OREANDA-NEWS. Fitch Ratings has affirmed the Autonomous Community of Andalusia's Long-term foreign and local currency Issuer Default Ratings (IDR) at 'BBB-' with Stable Outlooks. Fitch has also affirmed the Short-term foreign currency IDR at 'F3'. The 'BBB-' ratings on Andalusia's outstanding senior unsecured bond issues have also been affirmed.

KEY RATING DRIVERS
The ratings are supported by the 'BBB-' rating floor for Spanish autonomous communities. The rating floor is based on a number of supporting factors that contribute to improving a region's liquidity and reducing the likelihood of default. These include the budgetary stability law and the recent law controlling commercial debt; the absolute priority of debt servicing by law as per article 135 of the Spanish Constitution; and the access to state support mechanisms such as the Regional Liquidity Fund (FLA) and the Financial Facility Fund (FFF).

In Fitch's view, access to the state support mechanisms will continue to ensure timely debt servicing for Andalusia. At end-2014, the region had received a total of EUR16.4bn from state support funds, an illustration of strong support from the central government. On 26 December 2014 the Ministry of Finance and Public Administration introduced the Royal Decree Law 17/2014 to enhance the financial state support to the Spanish regions in place since 2012, by introducing a new instrument - the FFF - for regions that are compliant with the stability goals; and another to fund the regional governments' social service provision (see "Fitch: State Support for Spanish Regions Reinforced and Extended", dated 13 April 2015 on www.fitchratings.com).

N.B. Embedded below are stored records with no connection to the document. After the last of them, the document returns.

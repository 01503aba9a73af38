//! Output encoding
//!
//! This module turns detected jumps into the artifacts handed to callers:
//! the CSV results file, line-delimited JSON event records, and the
//! session report with producer metadata and aggregates.

use std::io::Write;

use chrono::Utc;
use uuid::Uuid;

use crate::config::JumpConfig;
use crate::error::ComputeError;
use crate::types::{FrameStats, JumpEvent, JumpReport, ReportProducer, ReportSummary};
use crate::{BROADJUMP_VERSION, PRODUCER_NAME};

/// Current report schema version
pub const REPORT_VERSION: &str = "1.0.0";

/// Header row of the results CSV
pub const CSV_HEADER: &str = "count,takeoff_time,landing_time,air_time_s,jump_distance_px";

/// Write events as CSV.
///
/// Nothing is written for an empty slice, not even the header. Returns
/// whether anything was written.
pub fn write_csv<W: Write>(events: &[JumpEvent], writer: &mut W) -> Result<bool, ComputeError> {
    if events.is_empty() {
        return Ok(false);
    }

    writeln!(writer, "{CSV_HEADER}")?;
    for event in events {
        writeln!(writer, "{}", csv_row(event))?;
    }
    writer.flush()?;
    Ok(true)
}

/// CSV document for the events, or `None` when there are none
pub fn events_to_csv(events: &[JumpEvent]) -> Option<String> {
    if events.is_empty() {
        return None;
    }

    let mut out = String::from(CSV_HEADER);
    out.push('\n');
    for event in events {
        out.push_str(&csv_row(event));
        out.push('\n');
    }
    Some(out)
}

/// One JSON object per line, one line per event
pub fn events_to_ndjson(events: &[JumpEvent]) -> Result<String, ComputeError> {
    let mut out = String::new();
    for event in events {
        out.push_str(&serde_json::to_string(event)?);
        out.push('\n');
    }
    Ok(out)
}

fn csv_row(event: &JumpEvent) -> String {
    format!(
        "{},{},{},{},{}",
        event.sequence_number,
        fixed(event.takeoff_time, 3),
        fixed(event.landing_time, 3),
        fixed(event.air_time, 3),
        fixed(event.horizontal_displacement, 2),
    )
}

/// Fixed-point rendering with `-0.000` collapsed to `0.000`
fn fixed(value: f64, decimals: usize) -> String {
    let rendered = format!("{value:.decimals$}");
    match rendered.strip_prefix('-') {
        Some(rest) if rest.chars().all(|c| c == '0' || c == '.') => rest.to_string(),
        _ => rendered,
    }
}

/// Report encoder for producing session summaries
pub struct ReportEncoder {
    instance_id: String,
}

impl Default for ReportEncoder {
    fn default() -> Self {
        Self::new()
    }
}

impl ReportEncoder {
    /// Create a new encoder with a unique instance ID
    pub fn new() -> Self {
        Self {
            instance_id: Uuid::new_v4().to_string(),
        }
    }

    /// Create an encoder with a specific instance ID
    pub fn with_instance_id(instance_id: String) -> Self {
        Self { instance_id }
    }

    pub fn instance_id(&self) -> &str {
        &self.instance_id
    }

    /// Build the report for a session.
    ///
    /// `ended_airborne` marks a session whose last flight never landed; that
    /// flight contributes nothing to the aggregates.
    pub fn encode(
        &self,
        config: &JumpConfig,
        stats: &FrameStats,
        events: &[JumpEvent],
        ended_airborne: bool,
    ) -> JumpReport {
        let producer = ReportProducer {
            name: PRODUCER_NAME.to_string(),
            version: BROADJUMP_VERSION.to_string(),
            instance_id: self.instance_id.clone(),
        };

        JumpReport {
            report_version: REPORT_VERSION.to_string(),
            producer,
            computed_at_utc: Utc::now().to_rfc3339(),
            config: config.clone(),
            summary: summarize(stats, events, ended_airborne),
            jumps: events.to_vec(),
        }
    }

    /// Encode to pretty-printed JSON
    pub fn encode_to_json(
        &self,
        config: &JumpConfig,
        stats: &FrameStats,
        events: &[JumpEvent],
        ended_airborne: bool,
    ) -> Result<String, ComputeError> {
        let report = self.encode(config, stats, events, ended_airborne);
        serde_json::to_string_pretty(&report).map_err(ComputeError::JsonError)
    }
}

fn summarize(stats: &FrameStats, events: &[JumpEvent], ended_airborne: bool) -> ReportSummary {
    let total_air_time_s: f64 = events.iter().map(|e| e.air_time).sum();
    let longest_air_time_s = events.iter().map(|e| e.air_time).reduce(f64::max);
    let mean_air_time_s = if events.is_empty() {
        None
    } else {
        Some(total_air_time_s / events.len() as f64)
    };

    ReportSummary {
        jump_count: events.len(),
        total_air_time_s,
        longest_air_time_s,
        mean_air_time_s,
        total_displacement_px: events.iter().map(|e| e.horizontal_displacement).sum(),
        frames_processed: stats.frames_processed,
        frames_with_signal: stats.frames_with_signal,
        frames_without_signal: stats.frames_without_signal,
        frames_dropped: stats.frames_dropped,
        ended_airborne,
    }
}

#[cfg(test)]
mod tests {
    use super::*;
    use pretty_assertions::assert_eq;

    fn event(seq: u32, takeoff: f64, landing: f64, displacement: f64) -> JumpEvent {
        JumpEvent {
            sequence_number: seq,
            takeoff_time: takeoff,
            landing_time: landing,
            air_time: landing - takeoff,
            horizontal_displacement: displacement,
        }
    }

    #[test]
    fn test_csv_rounding() {
        let events = vec![event(1, 1.0, 1.6, 60.0), event(2, 2.33333, 2.91111, -12.346)];

        let csv = events_to_csv(&events).unwrap();

        assert_eq!(
            csv,
            "count,takeoff_time,landing_time,air_time_s,jump_distance_px\n\
             1,1.000,1.600,0.600,60.00\n\
             2,2.333,2.911,0.578,-12.35\n"
        );
    }

    #[test]
    fn test_csv_skipped_without_events() {
        assert_eq!(events_to_csv(&[]), None);

        let mut buf = Vec::new();
        assert!(!write_csv(&[], &mut buf).unwrap());
        assert!(buf.is_empty());
    }

    #[test]
    fn test_write_csv_matches_string_form() {
        let events = vec![event(1, 0.5, 0.9, 3.0)];
        let mut buf = Vec::new();

        assert!(write_csv(&events, &mut buf).unwrap());
        assert_eq!(String::from_utf8(buf).unwrap(), events_to_csv(&events).unwrap());
    }

    #[test]
    fn test_negative_zero_normalized() {
        assert_eq!(fixed(-0.0001, 2), "0.00");
        assert_eq!(fixed(-0.004, 3), "-0.004");
        assert_eq!(fixed(0.0, 3), "0.000");
    }

    #[test]
    fn test_ndjson_one_line_per_event() {
        let events = vec![event(1, 1.0, 1.5, 10.0), event(2, 3.0, 3.5, 20.0)];
        let ndjson = events_to_ndjson(&events).unwrap();

        let lines: Vec<&str> = ndjson.lines().collect();
        assert_eq!(lines.len(), 2);
        let second: serde_json::Value = serde_json::from_str(lines[1]).unwrap();
        assert_eq!(second["sequence_number"], 2);
        assert_eq!(second["horizontal_displacement"], 20.0);
    }

    #[test]
    fn test_report_summary() {
        let encoder = ReportEncoder::with_instance_id("test-instance".to_string());
        let stats = FrameStats {
            frames_processed: 90,
            frames_with_signal: 80,
            frames_without_signal: 10,
            frames_dropped: 1,
        };
        let events = vec![event(1, 1.0, 1.5, 40.0), event(2, 3.0, 4.0, 20.0)];

        let report = encoder.encode(&JumpConfig::default(), &stats, &events, true);

        assert_eq!(report.report_version, REPORT_VERSION);
        assert_eq!(report.producer.name, PRODUCER_NAME);
        assert_eq!(report.producer.instance_id, "test-instance");
        assert_eq!(report.summary.jump_count, 2);
        assert_eq!(report.summary.total_air_time_s, 1.5);
        assert_eq!(report.summary.longest_air_time_s, Some(1.0));
        assert_eq!(report.summary.mean_air_time_s, Some(0.75));
        assert_eq!(report.summary.total_displacement_px, 60.0);
        assert_eq!(report.summary.frames_dropped, 1);
        assert!(report.summary.ended_airborne);
        assert_eq!(report.jumps, events);
        assert!(chrono::DateTime::parse_from_rfc3339(&report.computed_at_utc).is_ok());
    }

    #[test]
    fn test_empty_report() {
        let encoder = ReportEncoder::new();
        let json = encoder
            .encode_to_json(&JumpConfig::default(), &FrameStats::default(), &[], false)
            .unwrap();

        let value: serde_json::Value = serde_json::from_str(&json).unwrap();
        assert_eq!(value["summary"]["jump_count"], 0);
        assert!(value["summary"]["mean_air_time_s"].is_null());
        assert!(value["jumps"].as_array().unwrap().is_empty());
        assert_eq!(value["config"]["detector"]["y_threshold"], 15.0);
        assert!(Uuid::parse_str(encoder.instance_id()).is_ok());
    }
}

Andalusia's ratings reflect the region's weak but improving operating performance, an increasing debt burden and a weaker economic profile than Spain, with a GDP per capita equivalent to 74% of the national average. The ratings also reflect the region's challenge to achieve a positive current balance until 2016, and a likely increase in debt over this period. They also factor in Andalusia's commitment to comply with fiscal targets, as evident in a fiscal deficit of 1.16% for 2014, close to the 1% goal.

Andalusia's standalone credit metrics are weaker than its ratings indicate due to its negative operating and current balances reported since 2011. It reported a negative operating balance of EUR414m in 2014, an improvement from a negative EUR695m in 2013, but still insufficient to stabilise its accounts. Economic recovery translated into a tax collection increase of 2% in 2014, a trend we expect to continue over the next two years. Coupled with a moderate increase in operating expenditure and interest savings due to the state support mechanisms, we expect the region to post a positive operating balance over 2015-2016. The ability to meet the fiscal deficit goal for 2015 of 0.7% will depend on capex containment, as was the case in 2014.

Andalusia will receive a total of EUR3bn in 2015 from the FFF, expected to cover its borrowing needs for the year, and an additional EUR80m from the Social Fund. Debt contracted under both instruments carry zero interest in 2015, and additionally the FFF funds will not incur interest expenses until 2018. Andalusia is eligible to receive FFF funds as it met its fiscal deficit goal in 2013.
In 2014, direct debt rose more than 20% to EUR27.9bn. Fitch estimates that Andalusia's debt could increase to over EUR30bn by 2016 or 140% of current revenues. Andalusia faces significant debt redemptions over 2015-17, but Fitch believes any refinancing risk will be mitigated by access to state support.

Regional nominal GDP grew 1.3% in 2014, and Fitch expects the figure to be above 2% over 2015-2016, in line with Spain's. One of the weakest attributes of the regional economy is high unemployment, which was 34.8% in 2014, compared with 24.4% nationally. However, in 1Q15 the labour market showed a positive reversal of trend, as total registered workers rose 1.6% against 1% for Spain.

RATING SENSITIVITIES
Fitch will review the rating floor if state support measures are cancelled or if there is a reduction in the central government's ability and willingness to continue providing support to the regions. If the floor is removed, Andalusia's rating would likely be downgraded by at least two notches, unless it is able to report a structural positive current balance.